The situation with unregulated mephedrone sales at present is entirely unacceptable, and the recent deaths tragic (whether mephedrone is culpable or not), but the idea that banning it constitutes meaningful 'government action' that will make problematic stimulant use go away or reduce total stimulant use overall, is clearly a nonsense.

re: D&A Support Worker
M Devoport 2010-03-29 11:55:45

Chris Bradley wrote:
What a load of tripe! I'm not even going to try and qualify that statement - it is up to Ms Gyngell to realise that for too long the prohibition of drugs has been an abject failure and has done more damage than the drugs themselves.

I'm with Chris, I can't even begin to take this tripe apart - I simply don't have the days it would take.

Kathy Gyngell, you are on another planet as far as I'm concerned - Please, please, please take a long hard look at the damage prohibition does to society.

Mary Brett 2010-03-29 16:40:53

Surely it would be sensible to have an international group of research scientists to look at these new drugs and assess whether or not they should be banned worldwide. If a drug kills in one country, it will kill in another. Time is being wasted. New Zealand banned it as a class C drug as long ago as 1975.
Mister
Paul 2010-03-30 09:22:54

Legal or not, the kids will take drugs.

When will people like you realize that it is a health issue, not a legal issue. If you cared a jot for the youth then you would see this, instead you turn citizens into criminals and make gangs rich. One has to conclude that the government wants to help gangs to prosper.

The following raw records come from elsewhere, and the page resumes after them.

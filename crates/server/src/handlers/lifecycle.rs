//! Install and activate handlers.
//!
//! Install pre-populates the static store from the manifest with bounded
//! concurrency; every entry succeeds or fails on its own. Activate retires
//! every store that is not one of the two current version tags.

use std::sync::Arc;

use haven_client::resolve;
use haven_core::{CacheKey, Error, Request};
use tokio::sync::Semaphore;
use tokio::task::JoinSet;

use crate::handler::Worker;
use crate::outcome::{Effect, FailedEntry, Outcome, Report};

/// Manifest entry that is never pre-cached.
const ROOT_PATH: &str = "/";

/// Pre-cache the manifest into the static store, then ask to skip waiting.
pub async fn install(worker: &Worker) -> Result<Outcome, Error> {
    let config = worker.config();
    tracing::info!(cache = %config.static_cache_name, "installing worker");

    worker.cache().open_cache(&config.static_cache_name).await?;

    let manifest: Vec<String> = config
        .precache_manifest
        .iter()
        .filter(|entry| entry.trim() != ROOT_PATH)
        .cloned()
        .collect();

    let semaphore = Arc::new(Semaphore::new(config.install_concurrency));
    let mut join_set = JoinSet::new();

    for (index, entry) in manifest.iter().enumerate() {
        let Ok(permit) = semaphore.clone().acquire_owned().await else {
            break;
        };
        let worker = worker.clone();
        let entry = entry.clone();

        join_set.spawn(async move {
            let _permit = permit;
            let result = precache_entry(&worker, &entry).await;
            (index, entry, result)
        });
    }

    let mut results = Vec::with_capacity(manifest.len());
    while let Some(joined) = join_set.join_next().await {
        match joined {
            Ok(result) => results.push(result),
            Err(e) => tracing::error!(error = %e, "pre-cache task aborted"),
        }
    }
    results.sort_by_key(|(index, _, _)| *index);

    let mut cached = Vec::new();
    let mut failed = Vec::new();
    for (_, url, result) in results {
        match result {
            Ok(()) => cached.push(url),
            Err(e) => {
                tracing::error!(url = %url, error = %e, "failed to pre-cache manifest entry");
                failed.push(FailedEntry { url, reason: e.to_string() });
            }
        }
    }

    tracing::info!(cached = cached.len(), failed = failed.len(), "worker installed");

    Ok(Outcome {
        effects: vec![Effect::SkipWaiting],
        report: Some(Report::Install { cached, failed }),
        ..Default::default()
    })
}

/// Fetch one manifest URL and store it in the static store.
async fn precache_entry(worker: &Worker, entry: &str) -> Result<(), Error> {
    let url = resolve(worker.origin(), entry).map_err(|e| Error::InvalidUrl(format!("{entry}: {e}")))?;
    let response = worker.network().fetch(&Request::get(url.as_str())).await?;

    if !response.ok() {
        return Err(Error::HttpError(format!("status {}", response.status)));
    }

    worker.cache().put(&worker.config().static_cache_name, &CacheKey::get(&url), &response).await
}

/// Delete superseded stores, then claim every open application instance.
pub async fn activate(worker: &Worker) -> Result<Outcome, Error> {
    let config = worker.config();
    tracing::info!("activating worker");

    let mut deleted = Vec::new();
    for name in worker.cache().cache_names().await? {
        if config.is_current_cache(&name) {
            continue;
        }
        if worker.cache().delete_cache(&name).await? {
            tracing::info!(cache = %name, "deleted superseded cache");
            deleted.push(name);
        }
    }

    tracing::info!(deleted = deleted.len(), "worker activated");

    Ok(Outcome {
        effects: vec![Effect::ClaimClients],
        report: Some(Report::Activate { deleted }),
        ..Default::default()
    })
}
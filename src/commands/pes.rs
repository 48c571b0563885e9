//! # pes 命令实现
//!
//! 读取 PES 扫描数据，输出中性分子零点能到阴离子各能级的能差，
//! 并绘制带振动能级的 PES 切面图。
//!
//! ## 依赖关系
//! - 使用 `cli/pes.rs` 定义的参数
//! - 使用 `parsers/scan.rs`, `pes/`
//! - 使用 `utils/output.rs`

use crate::cli::pes::{PesArgs, PlotFormat};
use crate::error::{Result, VibroError};
use crate::parsers::{self, scan};
use crate::pes::{self, plot};
use crate::utils::output;

use tabled::{Table, Tabled};

/// 能差表行
#[derive(Debug, Clone, Tabled)]
struct GapRow {
    #[tabled(rename = "Anion level n")]
    level: u32,
    #[tabled(rename = "Level energy (eV)")]
    energy: String,
    #[tabled(rename = "Gap from neutral n=0 (meV)")]
    gap: String,
}

/// 执行 pes 命令
pub fn execute(args: PesArgs) -> Result<()> {
    if args.freq_neutral < 0.0 || args.freq_anion < 0.0 {
        return Err(VibroError::InvalidArgument(
            "frequencies must be non-negative".to_string(),
        ));
    }

    output::print_header("PES Cut");

    let data = scan::parse_scan_content(
        &parsers::read_log(&args.data)?,
        &args.data.display().to_string(),
    )?;
    let (neutral_min, anion_min) = data.minima();

    output::print_info(&format!(
        "{} points, {} states; minima: neutral {:.6} eV, anion {:.6} eV",
        data.num_points(),
        data.num_states(),
        neutral_min,
        anion_min
    ));

    let neutral_levels = pes::level_ladder(args.freq_neutral, neutral_min, args.levels);
    let anion_levels = pes::level_ladder(args.freq_anion, anion_min, args.levels);
    let gaps = pes::level_gaps(
        args.freq_neutral,
        args.freq_anion,
        neutral_min,
        anion_min,
        args.levels,
    );

    let rows: Vec<GapRow> = anion_levels
        .iter()
        .zip(gaps.iter())
        .enumerate()
        .map(|(n, (e, gap))| GapRow {
            level: n as u32,
            energy: format!("{:.6}", e),
            gap: format!("{:.2}", gap),
        })
        .collect();
    println!("{}", Table::new(&rows));

    if args.no_plot {
        return Ok(());
    }

    let title = args.title.clone().unwrap_or_else(|| {
        args.data
            .file_stem()
            .and_then(|s| s.to_str())
            .unwrap_or("PES")
            .to_string()
    });

    let pes_plot = plot::PesPlot {
        scan: &data,
        neutral_levels: &neutral_levels,
        anion_levels: &anion_levels,
        title: &title,
        width: args.width,
        height: args.height,
    };
    plot::generate_pes_plot(
        &pes_plot,
        &args.output,
        args.plot_format() == PlotFormat::Svg,
    )?;

    output::print_success(&format!("PES plot saved to '{}'", args.output.display()));

    Ok(())
}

Prohibition will not and has never worked, anywhere.

I cannot believe we have people in positions such as yours that are so gar detached from reality.

Usual political moral hypocrisy
John Leeson 2010-03-30 17:28:32

Since the dawn of time we humans have liked to change our conciuosness it is part of being human. Any Government should allow repsonsible adults to do so while reducing any harm caused. We are unfortunate that the 2 legal drugs are also the most dangerous, It would be eminently sensible if we wish to reduce 90% of the deaths caused by drugs to prohibit alcohol and tobacco and make legal ecstasy and cannabis.
Yet we now criminalise millions of our adult citizens who make an informed choice to use these less harmful drugs.
It is the Government that has the psychosis not the drug users.

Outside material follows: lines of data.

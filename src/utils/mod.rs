//! # 工具函数模块
//!
//! 提供美化输出和进度条工具。
//!
//! ## 依赖关系
//! - 被 `commands/` 模块使用
//! - 子模块: output, progress

pub mod output;
pub mod progress;
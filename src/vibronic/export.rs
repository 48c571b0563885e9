//! # 激发能数据导出
//!
//! 以长表格式导出 CSV，每行一个 (模型, 模式, 能级)，保留完整精度。
//!
//! ## 依赖关系
//! - 被 `commands/excite.rs` 调用
//! - 使用 `csv` + `serde` 写入

use super::{AnharmonicAnalysis, HarmonicAnalysis, VibronicReport};
use crate::error::{Result, VibroError};

use serde::Serialize;
use std::io::Write;
use std::path::Path;

/// CSV 行
#[derive(Debug, Clone, PartialEq, Serialize)]
pub struct ExcitationRecord {
    pub model: &'static str,
    pub mode: usize,
    pub neutral_freq_cm: f64,
    pub anion_freq_cm: f64,
    pub neutral_xe: Option<f64>,
    pub anion_xe: Option<f64>,
    pub level: usize,
    pub energy_mev: f64,
}

/// 收集所有可用模式的激发能
pub fn collect_records(report: &VibronicReport) -> Vec<ExcitationRecord> {
    let mut records = Vec::new();
    if let Some(ref harmonic) = report.harmonic {
        records.extend(harmonic_records(harmonic));
    }
    if let Some(ref anharmonic) = report.anharmonic {
        records.extend(anharmonic_records(anharmonic));
    }
    records
}

fn harmonic_records(harmonic: &HarmonicAnalysis) -> Vec<ExcitationRecord> {
    let mut records = Vec::new();
    for (i, (freqs, row)) in harmonic
        .record
        .modes
        .iter()
        .zip(harmonic.table.iter())
        .enumerate()
    {
        if let (Some(f), Some(row)) = (freqs, row) {
            records.extend(row.iter().enumerate().map(|(level, &energy)| ExcitationRecord {
                model: "harmonic",
                mode: i + 1,
                neutral_freq_cm: f.neutral,
                anion_freq_cm: f.anion,
                neutral_xe: None,
                anion_xe: None,
                level,
                energy_mev: energy,
            }));
        }
    }
    records
}

fn anharmonic_records(anharmonic: &AnharmonicAnalysis) -> Vec<ExcitationRecord> {
    let mut records = Vec::new();
    for (i, row) in anharmonic.table.iter().enumerate() {
        let (n, a, row) = match (anharmonic.neutral.modes[i], anharmonic.anion.modes[i], row) {
            (Some(n), Some(a), Some(row)) => (n, a, row),
            _ => continue,
        };
        let mode = anharmonic.mode_number(i);
        records.extend(row.iter().enumerate().map(|(level, &energy)| ExcitationRecord {
            model: "anharmonic",
            mode,
            neutral_freq_cm: n.frequency,
            anion_freq_cm: a.frequency,
            neutral_xe: Some(n.anharmonicity),
            anion_xe: Some(a.anharmonicity),
            level,
            energy_mev: energy,
        }));
    }
    records
}

/// 写入任意 writer，`path` 用于错误信息
pub fn write_csv<W: Write>(records: &[ExcitationRecord], writer: W, path: &Path) -> Result<()> {
    let mut wtr = csv::Writer::from_writer(writer);
    for record in records {
        wtr.serialize(record)?;
    }
    wtr.flush().map_err(|e| VibroError::FileWriteError {
        path: path.display().to_string(),
        source: e,
    })?;
    Ok(())
}

/// 导出为 CSV 文件
pub fn to_csv(report: &VibronicReport, output_path: &Path) -> Result<usize> {
    let records = collect_records(report);
    let file = std::fs::File::create(output_path).map_err(|e| VibroError::FileWriteError {
        path: output_path.display().to_string(),
        source: e,
    })?;
    write_csv(&records, file, output_path)?;
    Ok(records.len())
}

Prohibition is not control!
Daniel Campos 2010-03-31 05:58:56

The government has to stop pretending that, regarding drug policy, prohibition is control. It is actually the opposite!

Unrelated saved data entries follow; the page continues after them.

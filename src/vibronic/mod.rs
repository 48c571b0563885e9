//! # 振动电子激发能模块
//!
//! 由频率记录和 SCF 能量计算中性分子 -> 阴离子的振动电子激发能。
//!
//! ## 子模块
//! - `energy`: 振动能级与垂直电子能
//! - `excitation`: 激发能表
//! - `report`: 文本报告与汇总表
//! - `export`: CSV 导出
//!
//! ## 依赖关系
//! - 被 `commands/excite.rs` 使用
//! - 使用 `models/`

pub mod energy;
pub mod excitation;
pub mod export;
pub mod report;

pub use excitation::{ExcitationRow, ExcitationTable};

use crate::models::{AnharmonicRecord, ElectronicEnergies, FrequencyRecord};

/// 简谐分析结果
#[derive(Debug, Clone)]
pub struct HarmonicAnalysis {
    pub record: FrequencyRecord,
    pub table: ExcitationTable,
}

impl HarmonicAnalysis {
    /// `vee` 为垂直电子能 (eV)
    pub fn new(record: FrequencyRecord, vee: f64) -> Self {
        let table = excitation::harmonic_excitation_table(&record.neutral(), &record.anion(), vee);
        HarmonicAnalysis { record, table }
    }
}

/// 非谐分析结果
#[derive(Debug, Clone)]
pub struct AnharmonicAnalysis {
    pub neutral: AnharmonicRecord,
    pub anion: AnharmonicRecord,
    pub table: ExcitationTable,
}

impl AnharmonicAnalysis {
    pub fn new(neutral: AnharmonicRecord, anion: AnharmonicRecord, vee: f64) -> Self {
        let table = excitation::anharmonic_excitation_table(
            &neutral.frequencies(),
            &anion.frequencies(),
            &neutral.constants(),
            &anion.constants(),
            vee,
        );
        AnharmonicAnalysis {
            neutral,
            anion,
            table,
        }
    }

    // NOTE: 简谐部分按日志顺序编号，这里沿用上游日志的倒序约定，两者不统一。
    /// 第 `index` 行的报告模式编号（按中性分子日志的块数倒序）
    pub fn mode_number(&self, index: usize) -> usize {
        self.neutral.mode_number(index)
    }

    /// 第 `block` 块（从 1 开始）的报告模式编号，超出中性分子日志时为 `None`
    pub fn reported_mode(&self, block: usize) -> Option<usize> {
        block
            .checked_sub(1)
            .filter(|&index| index < self.neutral.len())
            .map(|index| self.mode_number(index))
    }

    /// 该块是否在任一日志中无法读取
    pub fn is_unreadable(&self, index: usize) -> bool {
        let block = index + 1;
        self.neutral.diagnostics.iter().any(|d| d.block == block)
            || self.anion.diagnostics.iter().any(|d| d.block == block)
    }

    /// 第 `index` 行被跳过的原因
    pub fn skip_reason(&self, index: usize) -> &'static str {
        if self.is_unreadable(index) {
            return "unreadable anharmonic block";
        }
        self.neutral
            .rejection(index)
            .or_else(|| self.anion.rejection(index))
            .map(|r| r.reason())
            .unwrap_or("missing anharmonic data")
    }
}

/// 完整的激发能分析
#[derive(Debug, Clone)]
pub struct VibronicReport {
    pub energies: ElectronicEnergies,
    pub harmonic: Option<HarmonicAnalysis>,
    pub anharmonic: Option<AnharmonicAnalysis>,
}

impl VibronicReport {
    pub fn new(
        energies: ElectronicEnergies,
        harmonic: Option<FrequencyRecord>,
        anharmonic: Option<(AnharmonicRecord, AnharmonicRecord)>,
    ) -> Self {
        let vee = energies.vertical_electron_energy();
        VibronicReport {
            energies,
            harmonic: harmonic.map(|record| HarmonicAnalysis::new(record, vee)),
            anharmonic: anharmonic
                .map(|(neutral, anion)| AnharmonicAnalysis::new(neutral, anion, vee)),
        }
    }

    /// 是否有可报告的内容
    pub fn has_analysis(&self) -> bool {
        self.harmonic.is_some() || self.anharmonic.is_some()
    }
}

#[cfg(test)]
pub(crate) mod tests {
    use super::*;
    use crate::parsers::anharmonic::extract_anharmonic_blocks;
    use crate::parsers::frequencies::extract_harmonic_frequencies;

    pub(crate) const HARMONIC_LOG: &str = r#" Neutral's normal mode 1
 --
 --
 Neutral:    1000.0
 Anion:      1200.0
 Neutral's normal mode 2
 --
 --
 Neutral:    -15.0
 Anion:      300.0
"#;

    pub(crate) const NEUTRAL_ANHARM: &str = r#"Mode A
Fundamental: 1000.0
Overtone: 1950.0

Mode B
Fundamental: 500.0
Overtone: 990.0

Mode C
Fundamental: 300.0
Overtone: 598.0
"#;

    pub(crate) const ANION_ANHARM: &str = r#"Mode A
Fundamental: 980.0
Overtone: 1920.0

Mode B
Fundamental: 480.0
Overtone: 950.0

Mode C
Fundamental: 290.0
Overtone: bad
"#;

    pub(crate) fn sample_report() -> VibronicReport {
        VibronicReport::new(
            ElectronicEnergies::new(-100.0, -100.02),
            Some(extract_harmonic_frequencies(HARMONIC_LOG)),
            Some((
                extract_anharmonic_blocks(NEUTRAL_ANHARM),
                extract_anharmonic_blocks(ANION_ANHARM),
            )),
        )
    }

    #[test]
    fn test_report_pipeline() {
        let report = sample_report();
        assert!(report.has_analysis());

        let harmonic = report.harmonic.as_ref().unwrap();
        assert_eq!(harmonic.table.len(), 2);
        assert!(harmonic.table[0].is_some());
        assert!(harmonic.table[1].is_none());

        let anharmonic = report.anharmonic.as_ref().unwrap();
        assert_eq!(anharmonic.table.len(), 3);
        assert!(anharmonic.table[0].is_some());
        assert!(anharmonic.table[2].is_none());
        assert!(anharmonic.is_unreadable(2));
        assert!(!anharmonic.is_unreadable(0));
        assert_eq!(anharmonic.skip_reason(2), "unreadable anharmonic block");
    }

    #[test]
    fn test_skip_reason_degenerate() {
        let neutral = extract_anharmonic_blocks(
            "Mode 2\nFundamental: 650.0\nOvertone: 1950.0\n\nMode 1\nFundamental: 500.0\nOvertone: 990.0\n",
        );
        let anion = extract_anharmonic_blocks(
            "Mode 2\nFundamental: 600.0\nOvertone: 1150.0\n\nMode 1\nFundamental: -1.0\nOvertone: 990.0\n",
        );
        let analysis = AnharmonicAnalysis::new(neutral, anion, 0.0);

        assert_eq!(analysis.skip_reason(0), "degenerate anharmonic frequency");
        assert_eq!(analysis.skip_reason(1), "negative frequency");
    }

    #[test]
    fn test_reported_mode_for_block() {
        let report = sample_report();
        let anharmonic = report.anharmonic.as_ref().unwrap();

        // 阴离子日志第 3 块 (C) 无法读取，报告中是模式 1
        let diag = &anharmonic.anion.diagnostics[0];
        assert_eq!(diag.block, 3);
        assert_eq!(anharmonic.reported_mode(diag.block), Some(1));
        assert_eq!(anharmonic.reported_mode(1), Some(3));
        assert_eq!(anharmonic.reported_mode(4), None);
        assert_eq!(anharmonic.reported_mode(0), None);
    }

    #[test]
    fn test_anharmonic_mode_numbers_reversed() {
        let report = sample_report();
        let anharmonic = report.anharmonic.as_ref().unwrap();

        // 日志顺序 A, B, C -> 模式 3, 2, 1
        assert_eq!(anharmonic.mode_number(0), 3);
        assert_eq!(anharmonic.mode_number(1), 2);
        assert_eq!(anharmonic.mode_number(2), 1);
    }

    #[test]
    fn test_empty_report() {
        let report = VibronicReport::new(ElectronicEnergies::new(-1.0, -1.0), None, None);
        assert!(!report.has_analysis());
    }
}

Drugs are dangerous, and therefore they *ought* to be controlled, as the Misuse of Drugs Act sensibly specifies. Sadly the government is failing on its duty by simply prohibiting and denying property rights of such drugs, without even trying to exert any kind of control on them.

Prohibition doesn't mean control, but rather the opposite.

This is the essence of the problem, the miss-administration of the Misuse of Drugs Act by wrongly equating prohibition with control, as one of the consequences of prohibition is the lost of control in favour of criminal drugs syndicates.

Regarding drugs administration, to prohibit means to lose control.

The government will never be able to prove that they can control a drug by prohibiting it, rather than by regulating its trading and use, as it is impossible to control what you don't regulate. The government should control the quality of drugs (lack of adulterants or "purity"), and they should also control that they are being sold on the proper premises to adults, among other things.

The government is utterly and illegally failing on its duty, as only within a legal framework any kind of drugs control is possible.

Sam Harker 2010-04-11 23:51:31

I feel you have not done your research on how much illegality contributes towards the harm of drugs. The current system is lying to people about how dangerous drugs are, so people wanting to take drugs are pushed towards untested new substances. What we need is honesty about which things are dangerous, not another lie which will just result in kids buying their mephedrone from whoever they are buying their cocaine from at the moment.